We in Northern Ireland are very proud of our long and historical tradition. It may not go back 800 years, but it certainly goes back over many hundreds of years. There is a tradition of Northern Irish men and women serving in our armed forces. Someone mentioned the Duke of Wellington, who is only one of many I could mention. Montgomery, and others of Northern Irish extraction, have made major contributions to our armed forces. We want to ensure that that tradition will continue and be respected. If I may be so bold as to speak for absent Members from Scotland and Wales, the regional contribution of Northern Ireland, Scotland and Wales to our armed forces at all levels is to be valued. That is true not just of the units that originate from those regions but of members of all units at every level of our armed forces. They are members of the British Army and proud of the British tradition as well as of their regional identity. I hope that those identities will be respected as the SDSR is taken forward.

I support the remarks of the hon. Member for Mid Sussex (Nicholas Soames) about the review of the reserves. I hope that the thrust of that review will be to strengthen the role of the reserve forces within our armed forces. He made some valuable comments in support of that move, which would bring the UK into line with other countries where the reserve forces play a greater role.

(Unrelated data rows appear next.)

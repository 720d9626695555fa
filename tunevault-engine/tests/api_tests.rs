//! HTTP facade tests against a real listener
//!
//! Spins the router up on an ephemeral port and exercises the endpoints
//! that don't need outbound network access.

use serde_json::Value;
use tempfile::TempDir;
use tunevault_common::config::TomlConfig;
use tunevault_common::types::SourcePlatform;
use tunevault_engine::models::Batch;
use tunevault_engine::{build_router, db, AppState};

struct TestServer {
    _dir: TempDir,
    base_url: String,
    state: AppState,
    client: reqwest::Client,
}

async fn start_server() -> TestServer {
    let dir = TempDir::new().unwrap();
    let pool = db::init_pool(&dir.path().join("engine.db")).await.unwrap();
    let music_dir = dir.path().join("Music");
    std::fs::create_dir_all(&music_dir).unwrap();

    let config = TomlConfig {
        api_instance: Some("http://127.0.0.1:9".to_string()),
        mirror_instances: Some(Vec::new()),
        ..Default::default()
    };
    let state = AppState::new(pool, &config, music_dir);

    let listener = tokio::net::TcpListener::bind("127.0.0.1:0").await.unwrap();
    let addr = listener.local_addr().unwrap();
    let router = build_router(state.clone());
    tokio::spawn(async move {
        axum::serve(listener, router).await.unwrap();
    });

    TestServer {
        _dir: dir,
        base_url: format!("http://{addr}"),
        state,
        client: reqwest::Client::new(),
    }
}

#[tokio::test(flavor = "multi_thread")]
async fn health_reports_engine_counters() {
    let server = start_server().await;

    let body: Value = server
        .client
        .get(format!("{}/health", server.base_url))
        .send()
        .await
        .unwrap()
        .json()
        .await
        .unwrap();

    assert_eq!(body["status"], "ok");
    assert_eq!(body["max_concurrent"], 8);
    assert_eq!(body["active_workers"], 0);
}

#[tokio::test(flavor = "multi_thread")]
async fn import_rejects_empty_url_in_band() {
    let server = start_server().await;

    let response = server
        .client
        .post(format!("{}/api/import", server.base_url))
        .json(&serde_json::json!({ "url": "  " }))
        .send()
        .await
        .unwrap();

    assert_eq!(response.status(), 200);
    let body: Value = response.json().await.unwrap();
    assert_eq!(body["success"], false);
    assert_eq!(body["error"], "No URL provided");
}

#[tokio::test(flavor = "multi_thread")]
async fn import_list_returns_persisted_batches() {
    let server = start_server().await;

    let body: Value = server
        .client
        .get(format!("{}/api/import/list", server.base_url))
        .send()
        .await
        .unwrap()
        .json()
        .await
        .unwrap();
    assert_eq!(body, serde_json::json!([]));

    let batch = Batch::new("https://example.com/playlist/p", SourcePlatform::Catalog);
    db::batches::insert_batch(&server.state.db, &batch).await.unwrap();

    let body: Value = server
        .client
        .get(format!("{}/api/import/list", server.base_url))
        .send()
        .await
        .unwrap()
        .json()
        .await
        .unwrap();
    let batches = body.as_array().unwrap();
    assert_eq!(batches.len(), 1);
    assert_eq!(batches[0]["state"], "EXTRACTING");
    assert_eq!(batches[0]["id"], batch.id.to_string());
}

#[tokio::test(flavor = "multi_thread")]
async fn import_status_includes_batch_and_tracks() {
    let server = start_server().await;

    let batch = Batch::new("https://example.com/playlist/p", SourcePlatform::Catalog);
    db::batches::insert_batch(&server.state.db, &batch).await.unwrap();

    let body: Value = server
        .client
        .get(format!("{}/api/import/status/{}", server.base_url, batch.id))
        .send()
        .await
        .unwrap()
        .json()
        .await
        .unwrap();
    assert_eq!(body["batch"]["id"], batch.id.to_string());
    assert_eq!(body["tracks"], serde_json::json!([]));

    let body: Value = server
        .client
        .get(format!(
            "{}/api/import/status/{}",
            server.base_url,
            uuid::Uuid::new_v4()
        ))
        .send()
        .await
        .unwrap()
        .json()
        .await
        .unwrap();
    assert_eq!(body["error"], "Batch not found");
}

#[tokio::test(flavor = "multi_thread")]
async fn action_on_unknown_track_reports_error_in_band() {
    let server = start_server().await;

    let response = server
        .client
        .post(format!("{}/api/import/action", server.base_url))
        .json(&serde_json::json!({
            "track_id": uuid::Uuid::new_v4(),
            "action": "manual",
        }))
        .send()
        .await
        .unwrap();

    assert_eq!(response.status(), 200);
    let body: Value = response.json().await.unwrap();
    assert_eq!(body["success"], false);
    assert_eq!(body["error"], "track not found");
}

#[tokio::test(flavor = "multi_thread")]
async fn progress_for_unknown_task() {
    let server = start_server().await;

    let body: Value = server
        .client
        .get(format!("{}/api/progress/nope", server.base_url))
        .send()
        .await
        .unwrap()
        .json()
        .await
        .unwrap();
    assert_eq!(body["error"], "Unknown task");
}

#[tokio::test(flavor = "multi_thread")]
async fn library_lists_and_streams_and_deletes() {
    let server = start_server().await;

    // Empty at first.
    let body: Value = server
        .client
        .get(format!("{}/api/library", server.base_url))
        .send()
        .await
        .unwrap()
        .json()
        .await
        .unwrap();
    assert_eq!(body, serde_json::json!([]));

    // Drop a file in and list again.
    let song_path = server.state.music_dir.join("Test Song.mp3");
    std::fs::write(&song_path, vec![0u8; 4096]).unwrap();
    // A non-audio neighbor must not show up.
    std::fs::write(server.state.music_dir.join("notes.txt"), b"x").unwrap();

    let body: Value = server
        .client
        .get(format!("{}/api/library", server.base_url))
        .send()
        .await
        .unwrap()
        .json()
        .await
        .unwrap();
    let songs = body.as_array().unwrap();
    assert_eq!(songs.len(), 1);
    assert_eq!(songs[0]["filename"], "Test Song.mp3");
    assert_eq!(songs[0]["title"], "Test Song");
    assert_eq!(songs[0]["codec"], "mp3");
    assert_eq!(songs[0]["size"], 4096);

    // Stream it back.
    let response = server
        .client
        .get(format!("{}/api/music/Test%20Song.mp3", server.base_url))
        .send()
        .await
        .unwrap();
    assert_eq!(response.status(), 200);
    assert_eq!(
        response.headers()["content-type"].to_str().unwrap(),
        "audio/mpeg"
    );
    assert_eq!(response.bytes().await.unwrap().len(), 4096);

    // Delete refuses traversal and foreign files, accepts the song.
    let body: Value = server
        .client
        .post(format!("{}/api/delete", server.base_url))
        .json(&serde_json::json!({ "filename": "../engine.db" }))
        .send()
        .await
        .unwrap()
        .json()
        .await
        .unwrap();
    assert_eq!(body["error"], "File not found");

    let body: Value = server
        .client
        .post(format!("{}/api/delete", server.base_url))
        .json(&serde_json::json!({ "filename": "Test Song.mp3" }))
        .send()
        .await
        .unwrap()
        .json()
        .await
        .unwrap();
    assert_eq!(body["success"], true);
    assert!(!song_path.exists());
}

#[tokio::test(flavor = "multi_thread")]
async fn prefetch_with_unusable_url_is_harmless() {
    let server = start_server().await;

    let body: Value = server
        .client
        .post(format!("{}/api/prefetch", server.base_url))
        .json(&serde_json::json!({ "url": "https://example.com/not-a-watch-page" }))
        .send()
        .await
        .unwrap()
        .json()
        .await
        .unwrap();
    assert_eq!(body["prefetching"], false);
    assert_eq!(body["cached"], false);
}

#[tokio::test(flavor = "multi_thread")]
async fn download_requires_a_url() {
    let server = start_server().await;

    let body: Value = server
        .client
        .post(format!("{}/api/download", server.base_url))
        .json(&serde_json::json!({ "url": "" }))
        .send()
        .await
        .unwrap()
        .json()
        .await
        .unwrap();
    assert_eq!(body["error"], "No URL provided");
}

For the record, some 24,000 reservists have been mobilised on or in support of military operations since 2003, which is quite a remarkable contribution. To make the greatest contribution to our armed forces, the reserves need to be properly structured for future conflicts. That will make the best use of their skills, experience and capabilities, while at the same time moving us towards a more efficient structure. I understand that as we are having this debate, some 929 reservist personnel are on current operational duties. We wish each of them well. Their contribution is valued, and we want it to be strengthened because they have skills and specialisms that can provide valuable input into what our armed forces are doing.

The concept of conflict prevention, which is mentioned in the national security documents that have been published, is important in the context of the SDSR. If we are to have a smaller military capacity in future, we want to ensure, with our international partners, that the prospect of conflict developing is diminished as best it can be. In recent years, in the light of our experience in Northern Ireland, I have had the honour of working with people in many parts of the globe who are facing conflict. We have sought to use the benefit of our experience to help them avoid conflict or resolve it where it occurs. Just two weeks ago I spent some time in Cyprus talking to people from the north and south of the island about the situation there and the need for a political settlement. We have worked with people from the Iraqi Parliament, from Moldova, from Kosovo, from the Basque region in Spain and so on.

The UK has an important role to play in conflict prevention. Despite all that has happened in the past, it is still very much respected, and in many respects we can give a lead to the international community by working with others to prevent conflict where possible. I received an invitation recently to attend an event here in Parliament on the situation that is developing in Burundi, and I have discussed other countries where there are early warning signs of the risk of conflict.